第4話 長男の命名
鍋も食べ終わり、きれいに片づけられたこたつの上に、ボールペンで走り書きした紙を滑らせた。
「健次郎? なんか古臭くない?」
「逆に、今の時代じゃ個性的でいいじゃないか。すぐに覚えてもらえるよ」
「あたしはねーしょうの字を入れたいんだ」
「しょう?」
「そう、これよこれ。えーとね、あぁ──書けない」
君はあきらめてボールペンを置いた。
「とぶ、のしょう。

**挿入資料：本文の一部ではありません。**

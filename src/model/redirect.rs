//! Vanity redirects: the record type the sheet importer targets.

use std::collections::{BTreeMap, BTreeSet};

use serde::{Deserialize, Serialize};
use uuid::Uuid;

use super::FieldValue;

/// How a redirect treats the incoming request's query string.
///
/// Pure data here — the serving logic that applies it lives elsewhere.
#[derive(Debug, Clone, Copy, Default, PartialEq, Eq, Serialize, Deserialize)]
#[serde(rename_all = "camelCase")]
pub enum QueryStringMode {
    #[default]
    Ignore,
    Preserve,
    Modify,
}

impl QueryStringMode {
    /// Parses a sheet cell value, case-insensitively. Unrecognized labels
    /// yield `None` so the caller can leave the current mode untouched.
    pub fn parse(value: &str) -> Option<Self> {
        match value.trim().to_lowercase().as_str() {
            "ignore" => Some(Self::Ignore),
            "preserve" => Some(Self::Preserve),
            "modify" => Some(Self::Modify),
            _ => None,
        }
    }

    pub fn label(self) -> &'static str {
        match self {
            Self::Ignore => "ignore",
            Self::Preserve => "preserve",
            Self::Modify => "modify",
        }
    }
}

/// A vanity URL redirect.
#[derive(Debug, Clone, Serialize, Deserialize)]
#[serde(rename_all = "camelCase")]
pub struct VanityRedirect {
    pub id: Uuid,

    /// Natural key connecting re-imports of the same logical redirect.
    /// Stable across runs; set once at creation.
    pub import_key: String,

    pub display_name: String,

    /// Site-local paths this redirect claims, e.g. `/mypage`.
    pub local_paths: BTreeSet<String>,

    pub destination: Option<String>,

    /// True for a 302, false for a 301.
    pub temporary: bool,

    pub query_string: QueryStringMode,

    /// Another redirect this one hangs under.
    pub parent: Option<Uuid>,

    pub description: Option<String>,

    /// Owning site. Must be set before the redirect can be published.
    pub site: Option<String>,
}

impl VanityRedirect {
    /// Builds a fresh redirect from an identity value, which seeds both the
    /// display name and the import key.
    pub fn new(identity: &str) -> Self {
        Self {
            id: Uuid::new_v4(),
            import_key: identity.to_string(),
            display_name: identity.to_string(),
            local_paths: BTreeSet::new(),
            destination: None,
            temporary: false,
            query_string: QueryStringMode::default(),
            parent: None,
            description: None,
            site: None,
        }
    }

    /// Prefixes a local path with `/` when missing.
    pub fn normalize_path(path: &str) -> String {
        let path = path.trim();
        if path.starts_with('/') {
            path.to_string()
        } else {
            format!("/{path}")
        }
    }

    /// The `"{first local path} -> {destination}"` fallback used when the
    /// display name is blank.
    pub fn name_placeholder(&self) -> String {
        let mut s = String::new();
        if let Some(path) = self.local_paths.iter().next() {
            s.push_str(path);
            s.push_str(" -> ");
        }
        if let Some(destination) = &self.destination {
            s.push_str(destination);
        }
        s
    }

    /// Normalizes in place before publishing: blank paths are dropped, the
    /// rest get a leading slash, and a blank display name falls back to
    /// the placeholder.
    pub fn normalize(&mut self) {
        self.local_paths = self
            .local_paths
            .iter()
            .filter(|p| !p.trim().is_empty())
            .map(|p| Self::normalize_path(p))
            .collect();

        if self.display_name.trim().is_empty() {
            self.display_name = self.name_placeholder();
        }
    }

    /// Checks the invariants a redirect must satisfy to be published.
    pub fn validate(&self) -> Result<(), String> {
        match &self.destination {
            None => return Err("a destination is required".into()),
            Some(destination) => {
                let rest = destination
                    .strip_prefix("http://")
                    .or_else(|| destination.strip_prefix("https://"));
                if rest.is_none_or(str::is_empty) {
                    return Err(format!("invalid destination URL: {destination}"));
                }
            }
        }

        if self.local_paths.is_empty() {
            return Err("at least one local path is required".into());
        }

        if self.local_paths.iter().any(|p| p.contains('*')) {
            return Err("invalid local path: cannot contain '*'".into());
        }

        if self.site.is_none() {
            return Err("an owner site must be specified".into());
        }

        Ok(())
    }

    /// Simple-value view of this redirect, used for diffing two versions.
    pub fn field_values(&self) -> BTreeMap<String, FieldValue> {
        let mut values = BTreeMap::new();
        values.insert(
            "displayName".to_string(),
            FieldValue::Text(self.display_name.clone()),
        );
        values.insert(
            "localPaths".to_string(),
            FieldValue::Texts(self.local_paths.iter().cloned().collect()),
        );
        if let Some(destination) = &self.destination {
            values.insert(
                "destination".to_string(),
                FieldValue::Text(destination.clone()),
            );
        }
        values.insert("temporary".to_string(), FieldValue::Flag(self.temporary));
        values.insert(
            "queryString".to_string(),
            FieldValue::Text(self.query_string.label().to_string()),
        );
        if let Some(parent) = self.parent {
            values.insert("parent".to_string(), FieldValue::Reference(parent));
        }
        if let Some(description) = &self.description {
            values.insert(
                "description".to_string(),
                FieldValue::Text(description.clone()),
            );
        }
        values
    }
}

飛翔の翔」とても飛べそうもない仕草で両手をばたばたとさせる。
「おいおいおいおい、待ってくれよ。それって流行りじゃないか。クラス中、翔だらけになりそうな勢いだろう」
「だから、翔に続く文字で工夫をすればいいのよ」
「ううむ……しょうの字に続くといえば、翔之助か」
「苦し紛れに何それ? 行司⁉ 息子を行司さんにする気なの? はっけよいなの⁉ 冗談よねえあっくん」
「まあ、軽い冗談だけど」
「まじめに行こうよ」
「じゃあ、翔左エ門は」
「しょうざえもん? 歌舞伎⁉ いちいちアクションの大袈裟な子にしたいの」
「まあ、冗談だけど」
「ま、それはわかるけど」
長女の
その日南子はレゴで遊んでいた。
すったもんだの末、翔次郎と命名した。
「ま、いいわ。あたしは翔ちゃんって呼ぶから。ひなちゃん、おとうさんは強情よね」
強情の意味など分からないはずだけど、レゴを持った日南子がにゅっと笑った。
「ごうじょー。おとうさんはごーじょー」
未来は、俺たちの前に洋々と広がっていた。